Bob spent the night at Lester’s house, and it was during the long conversation they had before they went to sleep, that they made up their minds that it was a mean piece of business to trap quails, and that nobody but a miserable pot-hunter would do it.  They adopted the dog-in-the-manger policy at once.  If they could not trap the birds, nobody should; and that was about all they could decide on just then.

The next morning after breakfast they mounted their horses and rode in company, until they came to the lane that led to Bob’s home and there they parted, Lester directing his course down the main road toward the cabin in which David Evans lived.  He met David in the road, as we know, and laid down the law to him in pretty strong language; but strange enough the latter could not be coaxed or frightened into promising that he would give up his chance of earning a hundred and fifty dollars.

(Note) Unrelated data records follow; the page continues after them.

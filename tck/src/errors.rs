//! JSON-RPC error objects and the mapping from SDK failures onto them.

use serde::Serialize;
use serde_json::{json, Value};
use thiserror::Error;

pub const PARSE_ERROR: i32 = -32700;
pub const INVALID_REQUEST: i32 = -32600;
pub const METHOD_NOT_FOUND: i32 = -32601;
pub const INVALID_PARAMS: i32 = -32602;
pub const INTERNAL_ERROR: i32 = -32603;
/// The ledger said no: precheck, receipt, expiry, or retries exhausted.
pub const HIERO_ERROR: i32 = -32001;

/// A JSON-RPC 2.0 error object.
#[derive(Debug, Clone, PartialEq, Serialize, Error)]
#[error("{message} ({code})")]
pub struct JsonRpcError {
    pub code: i32,
    pub message: String,
    #[serde(skip_serializing_if = "Option::is_none")]
    pub data: Option<Value>,
}

impl JsonRpcError {
    pub fn new(code: i32, message: impl Into<String>) -> Self {
        Self {
            code,
            message: message.into(),
            data: None,
        }
    }

    pub fn with_data(mut self, data: Value) -> Self {
        self.data = Some(data);
        self
    }

    pub fn parse_error() -> Self {
        Self::new(PARSE_ERROR, "Parse error")
    }

    pub fn invalid_request() -> Self {
        Self::new(INVALID_REQUEST, "Invalid Request")
    }

    pub fn method_not_found() -> Self {
        Self::new(METHOD_NOT_FOUND, "Method not found")
    }

    /// `detail` goes into the message, e.g. "Invalid params: nodes must be
    /// a list of strings".
    pub fn invalid_params(detail: impl AsRef<str>) -> Self {
        Self::new(INVALID_PARAMS, format!("Invalid params: {}", detail.as_ref()))
    }

    pub fn internal(detail: impl ToString) -> Self {
        Self::new(INTERNAL_ERROR, "Internal error").with_data(Value::String(detail.to_string()))
    }
}

impl From<hiero_sdk::Error> for JsonRpcError {
    fn from(e: hiero_sdk::Error) -> Self {
        use hiero_sdk::Error;

        match &e {
            Error::InvalidArgument(_) | Error::Key(_) => JsonRpcError::invalid_params(e.to_string()),
            _ if e.is_ledger_error() => JsonRpcError::new(HIERO_ERROR, "Hiero error").with_data(json!({
                "status": e.status().map(|s| s.name()),
                "message": e.to_string(),
            })),
            _ => JsonRpcError::internal(e),
        }
    }
}

#[cfg(test)]
mod tests {
    use super::*;
    use hiero_sdk::{AccountId, Status};

    #[test]
    fn data_is_omitted_when_absent() {
        let value = serde_json::to_value(JsonRpcError::method_not_found()).unwrap();
        assert_eq!(value, json!({"code": -32601, "message": "Method not found"}));
    }

    #[test]
    fn sdk_errors_map_by_kind() {
        let bad_input = JsonRpcError::from(hiero_sdk::Error::InvalidArgument("zero amount".into()));
        assert_eq!(bad_input.code, INVALID_PARAMS);

        let ledger = JsonRpcError::from(hiero_sdk::Error::Precheck {
            status: Status::InsufficientPayerBalance,
            transaction_id: None,
            node: AccountId::new(0, 0, 3),
            attempts: 1,
        });
        assert_eq!(ledger.code, HIERO_ERROR);
        assert_eq!(ledger.data.unwrap()["status"], "INSUFFICIENT_PAYER_BALANCE");

        let lifecycle = JsonRpcError::from(hiero_sdk::Error::IllegalState("no operator".into()));
        assert_eq!(lifecycle.code, INTERNAL_ERROR);
    }
}
//! End-to-end tests for the transfer lifecycle.
//!
//! Build, freeze, sign, execute, fetch the receipt, all against the scripted
//! ledger in `common`. The ledger also records every request, so the tests
//! can check what actually went over the wire.

mod common;

use common::{client, operator_key, MockLedger, Reply, OPERATOR};

use hiero_sdk::wire::{self, OperationBody, TransactionBody};
use hiero_sdk::{
    AccountBalanceQuery, AccountId, Error, PrivateKey, Status, TokenId, TransactionId, TransferTransaction,
};

const ALICE: AccountId = AccountId::new(0, 0, 1001);
const BOB: AccountId = AccountId::new(0, 0, 1002);
const TOKEN: TokenId = TokenId::new(0, 0, 5005);

fn transfer() -> TransferTransaction {
    TransferTransaction::new()
        .add_hbar_transfer(ALICE, -500)
        .unwrap()
        .add_hbar_transfer(BOB, 500)
        .unwrap()
        .add_token_transfer(TOKEN, ALICE, -100)
        .unwrap()
        .add_token_transfer(TOKEN, BOB, 100)
        .unwrap()
        .memo("e2e")
        .unwrap()
}

#[tokio::test(start_paused = true)]
async fn transfer_lifecycle() {
    let ledger = MockLedger::new();
    let client = client(&ledger, 3);
    let alice_key = PrivateKey::from_bytes(&[1u8; 32]);

    let mut tx = transfer()
        .node_account_ids(vec![AccountId::new(0, 0, 3)])
        .unwrap()
        .freeze_with(&client)
        .unwrap()
        .sign(&alice_key);

    let response = tx.execute(&client).await.unwrap();
    assert_eq!(response.node_id, AccountId::new(0, 0, 3));
    assert_eq!(response.transaction_id.account_id, OPERATOR);
    assert_eq!(response.hash.len(), 48);
    assert_eq!(response.hash_hex().len(), 96);

    let receipt = response.get_receipt(&client).await.unwrap();
    assert_eq!(receipt.status, Status::Success);
    assert_eq!(receipt.transaction_id, response.transaction_id);

    // One submission then one receipt query, both to the accepting node.
    assert_eq!(ledger.nodes_called(), vec![3, 3]);

    let calls = ledger.calls();
    let signed = calls[0].submitted().unwrap();
    let body: TransactionBody = wire::decode(&signed.body_bytes).unwrap();
    assert_eq!(body.memo, "e2e");
    assert_eq!(body.transaction_fee, 100_000_000);
    assert_eq!(body.node_account_id, AccountId::new(0, 0, 3));
    assert_eq!(TransactionId::from_wire(&body.transaction_id).unwrap(), response.transaction_id);

    let OperationBody::CryptoTransfer(transfer) = body.operation;
    assert_eq!(transfer.transfers.len(), 2);
    assert_eq!(transfer.transfers.iter().map(|t| t.amount).sum::<i64>(), 0);
    assert_eq!(transfer.token_transfers.len(), 1);
    assert_eq!(transfer.token_transfers[0].token, TOKEN);
    assert_eq!(transfer.token_transfers[0].transfers.len(), 2);
    assert_eq!(transfer.token_transfers[0].transfers.iter().map(|t| t.amount).sum::<i64>(), 0);

    // Alice signed explicitly, the operator was added at execute.
    assert_eq!(signed.sig_map.len(), 2);
    for pair in &signed.sig_map {
        let key = hiero_sdk::PublicKey::from_bytes(pair.public_key).unwrap();
        let signature = hiero_sdk::Signature::from_bytes(pair.signature.clone().try_into().unwrap());
        assert!(key.verify(&signed.body_bytes, &signature));
    }
    assert!(tx.contains(&operator_key().public_key()));
    assert!(tx.contains(&alice_key.public_key()));
}

#[tokio::test(start_paused = true)]
async fn failed_receipt_surfaces_the_status() {
    let ledger = MockLedger::new();
    ledger.script(3, [Reply::Precheck(Status::Ok), Reply::Receipt(Status::InsufficientAccountBalance)]);
    let client = client(&ledger, 1);

    let mut tx = transfer().freeze_with(&client).unwrap();
    let response = tx.execute(&client).await.unwrap();
    let err = response.get_receipt(&client).await.unwrap_err();

    match err {
        Error::ReceiptStatus { status, transaction_id } => {
            assert_eq!(status, Status::InsufficientAccountBalance);
            assert_eq!(transaction_id, response.transaction_id);
        }
        other => panic!("unexpected error: {other:?}"),
    }
}

#[tokio::test(start_paused = true)]
async fn receipt_polls_until_consensus() {
    let ledger = MockLedger::new();
    ledger.script(
        3,
        [
            Reply::Precheck(Status::Ok),
            Reply::Precheck(Status::ReceiptNotFound),
            Reply::Receipt(Status::Unknown),
            Reply::Receipt(Status::Success),
        ],
    );
    let client = client(&ledger, 1);

    let mut tx = transfer().freeze_with(&client).unwrap();
    let receipt = tx.execute(&client).await.unwrap().get_receipt(&client).await.unwrap();
    assert_eq!(receipt.status, Status::Success);
    assert_eq!(ledger.calls().len(), 4);
}

#[tokio::test(start_paused = true)]
async fn permanent_precheck_is_reported_with_transaction_id() {
    let ledger = MockLedger::new();
    ledger.script(3, [Reply::Precheck(Status::InsufficientPayerBalance)]);
    let client = client(&ledger, 1);

    let mut tx = transfer().freeze_with(&client).unwrap();
    let err = tx.execute(&client).await.unwrap_err();
    match err {
        Error::Precheck { status, transaction_id, node, attempts } => {
            assert_eq!(status, Status::InsufficientPayerBalance);
            assert_eq!(transaction_id, Some(tx.transaction_id()));
            assert_eq!(node, AccountId::new(0, 0, 3));
            assert_eq!(attempts, 1);
        }
        other => panic!("unexpected error: {other:?}"),
    }
}

#[tokio::test(start_paused = true)]
async fn expired_transaction_is_not_retried() {
    let ledger = MockLedger::new();
    ledger.script(3, [Reply::Precheck(Status::TransactionExpired)]);
    let client = client(&ledger, 3);

    let mut tx = transfer()
        .node_account_ids(vec![AccountId::new(0, 0, 3), AccountId::new(0, 0, 4)])
        .unwrap()
        .freeze_with(&client)
        .unwrap();
    let err = tx.execute(&client).await.unwrap_err();
    assert!(matches!(err, Error::Expired { status: Status::TransactionExpired, attempts: 1, .. }));
    assert_eq!(ledger.nodes_called(), vec![3]);
}

#[tokio::test(start_paused = true)]
async fn retries_resend_the_same_content() {
    let ledger = MockLedger::new();
    ledger.script(3, [Reply::Precheck(Status::Busy)]);
    let client = client(&ledger, 2);

    let mut tx = transfer()
        .node_account_ids(vec![AccountId::new(0, 0, 3), AccountId::new(0, 0, 4)])
        .unwrap()
        .freeze_with(&client)
        .unwrap();
    let response = tx.execute(&client).await.unwrap();
    assert_eq!(response.node_id, AccountId::new(0, 0, 4));

    let calls = ledger.calls();
    let first: TransactionBody = wire::decode(&calls[0].submitted().unwrap().body_bytes).unwrap();
    let second: TransactionBody = wire::decode(&calls[1].submitted().unwrap().body_bytes).unwrap();
    assert_eq!(first.node_account_id, AccountId::new(0, 0, 3));
    assert_eq!(second.node_account_id, AccountId::new(0, 0, 4));
    assert_eq!(TransactionBody { node_account_id: first.node_account_id, ..second }, first);
}

#[tokio::test(start_paused = true)]
async fn unsigned_transaction_without_operator_is_refused() {
    let ledger = MockLedger::new();
    let network = hiero_sdk::Network::from_addresses(&["10.0.0.1:50211"]).unwrap();
    let bare = hiero_sdk::Client::with_transport(network, ledger.clone());

    let mut tx = transfer()
        .transaction_id(TransactionId::generate(ALICE))
        .freeze_with(&bare)
        .unwrap();
    assert!(matches!(tx.execute(&bare).await, Err(Error::IllegalState(_))));
    assert!(ledger.calls().is_empty());

    // Signed by hand, it goes through without an operator.
    let mut tx = tx.sign(&PrivateKey::generate());
    assert!(tx.execute(&bare).await.is_ok());
}

#[tokio::test(start_paused = true)]
async fn account_balance_query() {
    let ledger = MockLedger::new();
    ledger.set_balance(42_000);
    ledger.script(3, [Reply::Precheck(Status::Busy)]);
    let client = client(&ledger, 2);

    let balance = AccountBalanceQuery::new(ALICE).execute(&client).await.unwrap();
    assert_eq!(balance.account_id, ALICE);
    assert_eq!(balance.hbars, 42_000);

    let err = {
        ledger.script(3, [Reply::Precheck(Status::InvalidAccountId)]);
        AccountBalanceQuery::new(ALICE)
            .node_account_ids(vec![AccountId::new(0, 0, 3)])
            .execute(&client)
            .await
            .unwrap_err()
    };
    assert_eq!(err.status(), Some(Status::InvalidAccountId));
}
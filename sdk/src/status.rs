//! Application-level status codes returned by ledger nodes.
//!
//! A node answers every request with a precheck status, and receipts carry
//! a second one describing the consensus outcome. The execution engine only
//! cares about which bucket a status falls into; callers usually care about
//! the name.

use serde::{Deserialize, Serialize};
use std::fmt;
use std::str::FromStr;

/// Response codes, serialized by their canonical `SCREAMING_SNAKE_CASE` name.
#[derive(Debug, Clone, Copy, PartialEq, Eq, Hash, Serialize, Deserialize)]
#[serde(rename_all = "SCREAMING_SNAKE_CASE")]
pub enum Status {
    Ok,
    Success,
    Busy,
    Unknown,
    PlatformNotActive,
    PlatformTransactionNotCreated,
    ReceiptNotFound,
    TransactionExpired,
    InvalidTransactionStart,
    InvalidSignature,
    InvalidAccountId,
    InvalidNodeAccount,
    InvalidTokenId,
    InsufficientPayerBalance,
    InsufficientAccountBalance,
    InsufficientTxFee,
    DuplicateTransaction,
    PayerAccountNotFound,
    AccountRepeatedInAccountAmounts,
    InvalidAccountAmounts,
    TransferListSizeLimitExceeded,
    MemoTooLong,
    SpenderDoesNotHaveAllowance,
    UnexpectedTokenDecimals,
}

impl Status {
    const ALL: [Status; 24] = [
        Status::Ok,
        Status::Success,
        Status::Busy,
        Status::Unknown,
        Status::PlatformNotActive,
        Status::PlatformTransactionNotCreated,
        Status::ReceiptNotFound,
        Status::TransactionExpired,
        Status::InvalidTransactionStart,
        Status::InvalidSignature,
        Status::InvalidAccountId,
        Status::InvalidNodeAccount,
        Status::InvalidTokenId,
        Status::InsufficientPayerBalance,
        Status::InsufficientAccountBalance,
        Status::InsufficientTxFee,
        Status::DuplicateTransaction,
        Status::PayerAccountNotFound,
        Status::AccountRepeatedInAccountAmounts,
        Status::InvalidAccountAmounts,
        Status::TransferListSizeLimitExceeded,
        Status::MemoTooLong,
        Status::SpenderDoesNotHaveAllowance,
        Status::UnexpectedTokenDecimals,
    ];

    /// Canonical wire name, e.g. `INSUFFICIENT_PAYER_BALANCE`.
    pub fn name(&self) -> &'static str {
        match self {
            Self::Ok => "OK",
            Self::Success => "SUCCESS",
            Self::Busy => "BUSY",
            Self::Unknown => "UNKNOWN",
            Self::PlatformNotActive => "PLATFORM_NOT_ACTIVE",
            Self::PlatformTransactionNotCreated => "PLATFORM_TRANSACTION_NOT_CREATED",
            Self::ReceiptNotFound => "RECEIPT_NOT_FOUND",
            Self::TransactionExpired => "TRANSACTION_EXPIRED",
            Self::InvalidTransactionStart => "INVALID_TRANSACTION_START",
            Self::InvalidSignature => "INVALID_SIGNATURE",
            Self::InvalidAccountId => "INVALID_ACCOUNT_ID",
            Self::InvalidNodeAccount => "INVALID_NODE_ACCOUNT",
            Self::InvalidTokenId => "INVALID_TOKEN_ID",
            Self::InsufficientPayerBalance => "INSUFFICIENT_PAYER_BALANCE",
            Self::InsufficientAccountBalance => "INSUFFICIENT_ACCOUNT_BALANCE",
            Self::InsufficientTxFee => "INSUFFICIENT_TX_FEE",
            Self::DuplicateTransaction => "DUPLICATE_TRANSACTION",
            Self::PayerAccountNotFound => "PAYER_ACCOUNT_NOT_FOUND",
            Self::AccountRepeatedInAccountAmounts => "ACCOUNT_REPEATED_IN_ACCOUNT_AMOUNTS",
            Self::InvalidAccountAmounts => "INVALID_ACCOUNT_AMOUNTS",
            Self::TransferListSizeLimitExceeded => "TRANSFER_LIST_SIZE_LIMIT_EXCEEDED",
            Self::MemoTooLong => "MEMO_TOO_LONG",
            Self::SpenderDoesNotHaveAllowance => "SPENDER_DOES_NOT_HAVE_ALLOWANCE",
            Self::UnexpectedTokenDecimals => "UNEXPECTED_TOKEN_DECIMALS",
        }
    }

    /// Statuses a node uses to say "not now, try someone else".
    pub fn is_transient(&self) -> bool {
        matches!(
            self,
            Self::Busy | Self::PlatformNotActive | Self::PlatformTransactionNotCreated
        )
    }
}

impl fmt::Display for Status {
    fn fmt(&self, f: &mut fmt::Formatter<'_>) -> fmt::Result {
        f.write_str(self.name())
    }
}

impl FromStr for Status {
    type Err = crate::Error;

    fn from_str(s: &str) -> Result<Self, Self::Err> {
        Self::ALL
            .iter()
            .copied()
            .find(|status| status.name() == s)
            .ok_or_else(|| crate::Error::InvalidArgument(format!("unknown status: {s}")))
    }
}

#[cfg(test)]
mod tests {
    use super::*;

    #[test]
    fn display_matches_serde_name() {
        for status in Status::ALL {
            let json = serde_json::to_string(&status).unwrap();
            assert_eq!(json, format!("\"{status}\""));
        }
    }

    #[test]
    fn parse_round_trips_names() {
        for status in Status::ALL {
            assert_eq!(status.name().parse::<Status>().unwrap(), status);
        }
        assert!("NOT_A_STATUS".parse::<Status>().is_err());
    }

    #[test]
    fn transient_set() {
        assert!(Status::Busy.is_transient());
        assert!(Status::PlatformNotActive.is_transient());
        assert!(Status::PlatformTransactionNotCreated.is_transient());
        assert!(!Status::Ok.is_transient());
        assert!(!Status::Unknown.is_transient());
        assert!(!Status::InvalidSignature.is_transient());
    }
}
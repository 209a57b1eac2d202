//! Account balance lookup.

use bytes::Bytes;

use crate::client::Client;
use crate::error::{Error, Result};
use crate::execution::classify::classify_query;
use crate::execution::{execute, Executable, ExecuteOptions, Verdict};
use crate::id::AccountId;
use crate::network::Node;
use crate::transaction::TransactionId;
use crate::wire::{self, Query, Request, Response, ResponsePayload};

#[derive(Debug, Clone, Copy, PartialEq, Eq)]
pub struct AccountBalance {
    pub account_id: AccountId,
    /// Tinybars.
    pub hbars: u64,
}

#[derive(Debug, Clone)]
pub struct AccountBalanceQuery {
    account_id: AccountId,
    node_account_ids: Option<Vec<AccountId>>,
}

impl AccountBalanceQuery {
    pub fn new(account_id: AccountId) -> Self {
        Self {
            account_id,
            node_account_ids: None,
        }
    }

    pub fn node_account_ids(mut self, node_account_ids: Vec<AccountId>) -> Self {
        self.node_account_ids = Some(node_account_ids);
        self
    }

    pub async fn execute(&self, client: &Client) -> Result<AccountBalance> {
        self.execute_with(client, &ExecuteOptions::default()).await
    }

    pub async fn execute_with(&self, client: &Client, options: &ExecuteOptions) -> Result<AccountBalance> {
        execute(client, self, options).await
    }
}

impl Executable for AccountBalanceQuery {
    type Output = AccountBalance;

    fn operation(&self) -> &'static str {
        "CryptoGetAccountBalance"
    }

    fn transaction_id(&self) -> Option<TransactionId> {
        None
    }

    fn node_account_ids(&self) -> Option<&[AccountId]> {
        self.node_account_ids.as_deref()
    }

    fn make_request(&self, _node: &Node) -> Result<Bytes> {
        let request = Request::Query(Query::AccountBalance {
            account_id: self.account_id,
        });
        Ok(Bytes::from(wire::encode(&request)?))
    }

    fn classify(&self, response: &Response) -> Verdict {
        classify_query(response)
    }

    fn map_response(&self, _node: &Node, response: Response) -> Result<AccountBalance> {
        match response.payload {
            ResponsePayload::AccountBalance { hbars } => Ok(AccountBalance {
                account_id: self.account_id,
                hbars,
            }),
            other => Err(Error::Codec(format!("expected a balance, got {other:?}"))),
        }
    }
}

Lester was in a towering passion when he rode away after his conversation with David.  Lashing his horse into a run, he turned into the first road he came to, and after a two-mile gallop, drew rein in front of the double log-house in which Bob Owens lived.  There was an empty wagon-shed on the opposite side of the road, and there he found Bob, standing with his hands in his pockets, and gazing ruefully at the pile of traps upon which he and Lester had worked so industriously, and which he had hoped would bring them in a nice little sum of spending money.

“Well, did you see him?” asked Bob, as his friend rode up to the shed and swung himself out of the saddle.

“I did,” was the reply, “and he was as defiant as you please.  He was downright insolent.”

“These white trash are as impudent as the niggers,” said Bob, “and no one who has the least respect for himself will have anything to do with them.  I used to think that Don Gordon was something of an aristocrat, but now I know better.”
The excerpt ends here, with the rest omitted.